Fine art photographers display and sell their work in galleries. Some may have their work chosen by museums for display. Fine art photography has commercial applications as well, including some advertising and magazine art, and overlaps with fashion photography.

Travel Photography

Travel photographers specialize in place photography, photography related to travel and adventure. A photography degree program that specializes in travel photography will include courses to develop technical skills in creating, printing, and producing photographs, as well as skills particular to location photography. Photography degree students will also learn to market themselves and their travel photography.

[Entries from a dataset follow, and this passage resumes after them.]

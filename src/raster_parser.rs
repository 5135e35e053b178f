//! Minimal PGM/PPM reader.
//!
//! Supports exactly the raster subset the conformance images use: binary P5
//! (grayscale) and P6 (RGB) with 8-bit samples and no header comments. This
//! is deliberately not a general image decoder.

use std::fs;
use std::path::Path;

use nom::branch::alt;
use nom::bytes::complete::{tag, take};
use nom::character::complete::{digit1, multispace1};
use nom::combinator::map_res;
use nom::IResult;
use nom::Parser;

use crate::error::HarnessError;
use crate::iris::{IrisImage, PixelFormat};

struct RasterHeader {
    format: PixelFormat,
    width: u16,
    height: u16,
    maxval: u16,
}

fn number(input: &[u8]) -> IResult<&[u8], u16> {
    map_res(digit1, |digits: &[u8]| {
        std::str::from_utf8(digits)
            .map_err(|_| ())
            .and_then(|s| s.parse::<u16>().map_err(|_| ()))
    })
    .parse(input)
}

fn header(input: &[u8]) -> IResult<&[u8], RasterHeader> {
    let (input, magic) = alt((tag(&b"P5"[..]), tag(&b"P6"[..]))).parse(input)?;
    let format = if magic == b"P5".as_slice() { PixelFormat::Grayscale } else { PixelFormat::Rgb };
    let (input, _) = multispace1(input)?;
    let (input, width) = number(input)?;
    let (input, _) = multispace1(input)?;
    let (input, height) = number(input)?;
    let (input, _) = multispace1(input)?;
    let (input, maxval) = number(input)?;
    // Exactly one whitespace byte separates the header from the raster.
    let (input, _) = take(1usize).parse(input)?;
    Ok((input, RasterHeader { format, width, height, maxval }))
}

/// Parses an in-memory P5/P6 byte stream into a sample with unspecified
/// metadata.
pub fn parse_raster(bytes: &[u8]) -> Result<IrisImage, String> {
    let (raster, header) =
        header(bytes).map_err(|_| "unsupported or malformed raster header".to_string())?;

    if header.maxval == 0 || header.maxval > 255 {
        return Err(format!("unsupported maxval {}", header.maxval));
    }
    if header.width == 0 || header.height == 0 {
        return Err(format!("zero raster dimension {}x{}", header.width, header.height));
    }

    let expected = header.width as usize
        * header.height as usize
        * header.format.bytes_per_pixel();
    if raster.len() < expected {
        return Err(format!("raster holds {} of {} bytes", raster.len(), expected));
    }

    Ok(IrisImage::new(header.width, header.height, header.format, raster[..expected].to_vec()))
}

/// Reads a P5/P6 file into an [`IrisImage`].
pub fn read_raster(path: &Path) -> Result<IrisImage, HarnessError> {
    let bytes = fs::read(path)
        .map_err(|source| HarnessError::Io { path: path.to_path_buf(), source })?;
    parse_raster(&bytes)
        .map_err(|message| HarnessError::RasterParse { path: path.to_path_buf(), message })
}

#[cfg(test)]
mod tests {
    use super::*;

    fn pgm(width: usize, height: usize) -> Vec<u8> {
        let mut bytes = format!("P5\n{width} {height}\n255\n").into_bytes();
        bytes.extend(std::iter::repeat(0x40).take(width * height));
        bytes
    }

    #[test]
    fn parses_binary_pgm() {
        let iris = parse_raster(&pgm(4, 3)).unwrap();
        assert_eq!(iris.width, 4);
        assert_eq!(iris.height, 3);
        assert_eq!(iris.pixel_format, PixelFormat::Grayscale);
        assert_eq!(iris.data.len(), 12);
        assert!(iris.validate_raster().is_ok());
    }

    #[test]
    fn parses_binary_ppm() {
        let mut bytes = b"P6\n2 2\n255\n".to_vec();
        bytes.extend_from_slice(&[10u8; 12]);
        let iris = parse_raster(&bytes).unwrap();
        assert_eq!(iris.pixel_format, PixelFormat::Rgb);
        assert_eq!(iris.data.len(), 12);
    }

    #[test]
    fn rejects_unknown_magic() {
        assert!(parse_raster(b"P2\n2 2\n255\n....").is_err());
    }

    #[test]
    fn rejects_short_raster() {
        let mut bytes = pgm(4, 4);
        bytes.truncate(bytes.len() - 1);
        assert!(parse_raster(&bytes).is_err());
    }

    #[test]
    fn rejects_wide_maxval() {
        let bytes = b"P5\n1 1\n65535\n\0\0".to_vec();
        assert!(parse_raster(&bytes).is_err());
    }

    #[test]
    fn tolerates_trailing_bytes() {
        let mut bytes = pgm(2, 2);
        bytes.extend_from_slice(b"extra");
        assert!(parse_raster(&bytes).is_ok());
    }
}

Most photography degree programs will not have a specific specialty in travel photography, but have related concentrations that offer skills needed for travel photography. Many schools offer a photojournalism specialization, while others offer media photography.

Relevant coursework for travel work includes Survey of Western Art and Architecture, History and Aesthetics of Photography, Photo for News Media, Professional Writing for Photojournalism, Photo as Narrative, and Portfolio Development. Photography degree students interested in travel photography should carefully select a program offering relevant coursework. Aspiring travel photographers should also consider each photography program’s list of available internships to check the likelihood of matching for practical experience in this specialty.

This specialty will appeal to photographers interested in traveling and working with architecture, landscape, and people. A tolerance and appreciation for different places and cultures is important. Travel photographers might be employed by magazine and book companies or might freelance.

Commercial / Product Photography

Many photography degree students choose a career in commercial photography. Commercial photographers concentrate on advertising photography, catalog images, and website images.

Within the field of commercial photography, further specialization in stock photography, architectural photography, industrial and scientific photography, or catalog photography is possible. Experienced commercial photographers may also choose a career as a photo editor. Photography degree programs help prepare commercial photographers to market themselves with a portfolio and a business and marketing plan.

Commercial photography is a common concentration within a photography degree program. In this discipline, students study Advertising and Commercial Photography, Editorial and Corporate Photography, Creating Digital Presentations, Visual Communication, Advertising Principles, and Photo Illustration, as well as broad class work and laboratory or studio experience. Students have the opportunity to build a portfolio oriented toward a career in commercial and product photography.

Due to the prevalence of commercial specialization within a photography degree program, students should expect instructors to have personal experience and success in this discipline. School applicants should also consider their desire for further specialization, as some photography schools offer programs in scientific photography or in architectural photography. The Rochester Institute of Technology, for instance, offers a specialized program in Biomedical Photographic Communications.